If there’s anything that drives me up the wall in the Nexus community, it’s people who spout nonsense about the Verizon Galaxy Nexus. I feel like this post is important enough that if I didn’t do it, somebody else would (and indeed others have). My hope is that this post serves as the end of misinformation concerning Android OS updates on the Verizon Galaxy Nexus.
Myth #1: The Verizon Galaxy Nexus Is Not a Real Nexus
This is complete bullshit. There’s no other way to phrase it. Traditionally, Nexus devices have had all of the following traits:
- An unlockable bootloader
- Receives Android OS updates directly from Google
- Runs the stock, vanilla “Google Experience” build of Android
The Verizon Galaxy Nexus has all of these traits. Everyone who believes that the Verizon Galaxy Nexus is some kind of cheap knock-off seems to buy into the next myth hook, line, and sinker.

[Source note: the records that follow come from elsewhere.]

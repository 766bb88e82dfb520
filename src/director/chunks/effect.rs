use binary_reader::{BinaryReader, Endian};
use crate::director::log_compat::console;

pub struct EffectChunk {
    pub raw_data: Vec<u8>,
}

impl EffectChunk {
    pub fn from_reader(reader: &mut BinaryReader) -> Result<EffectChunk, String> {
        let original_endian = reader.endian;
        reader.endian = Endian::Big;

        let mut raw_data = Vec::new();
        while let Ok(byte) = reader.read_u8() {
            raw_data.push(byte);
        }

        reader.endian = original_endian;

        console::log_1(
            &format!(
                "FXmp raw_data ({} bytes): {:?}",
                raw_data.len(),
                raw_data
                    .iter()
                    .map(|b| format!("{:02X}", b))
                    .collect::<Vec<String>>()
                    .join(" ")
            )
            .into(),
        );

        Ok(EffectChunk { raw_data })
    }
}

Myth #2: Updates for the Verizon Galaxy Nexus Come from Samsung or Verizon, not Google
Again, this is complete bullshit. The updates come straight from Google, although it is true that Verizon has to test and approve the updates first.
When Google rolls out an update to a carrier-free GSM phone or WiFi-only tablet, they can release the update directly to the device without any middle man. Verizon, however, requires testing and approval of any update pushed out to any phone that they sell. This approval process adds significant delays, thus the Verizon model typically doesn’t receive an update until two months after that same update gets released to GSM devices.
This is an incredibly reasonable demand for Verizon to have when you consider that they are putting up money to market and subsidize these phones, plus paying their own support staff to provide tech support. Because of this, they have every right to make sure that updates to phones they sell and support won’t cause a support nightmare for their staff.
Still, once Verizon approves the Google-created, Google-submitted update, it’s Google pushing it out. Now, not ALL Galaxy Nexus devices get updates from Google. As a matter of fact, most Galaxy Nexus devices throughout the world do not receive updates from Google, and instead get their updates from Samsung.
There’s a very easy way to tell whether your Galaxy Nexus’ firmware is from Google or from Samsung. If you go into your Galaxy Nexus’ “About Phone” screen and look at the build number, you’ll be able to tell instantly. Depending on what region your phone was purchased from, your Galaxy Nexus device will show build numbers in one of two possible conventions:
- A build number that is either five or six characters in length and always appears in the format of 3 letters, followed by 2 numbers, and sometimes one letter at the end. Examples would be ITL41D, ICL53F, JRO03C, etc.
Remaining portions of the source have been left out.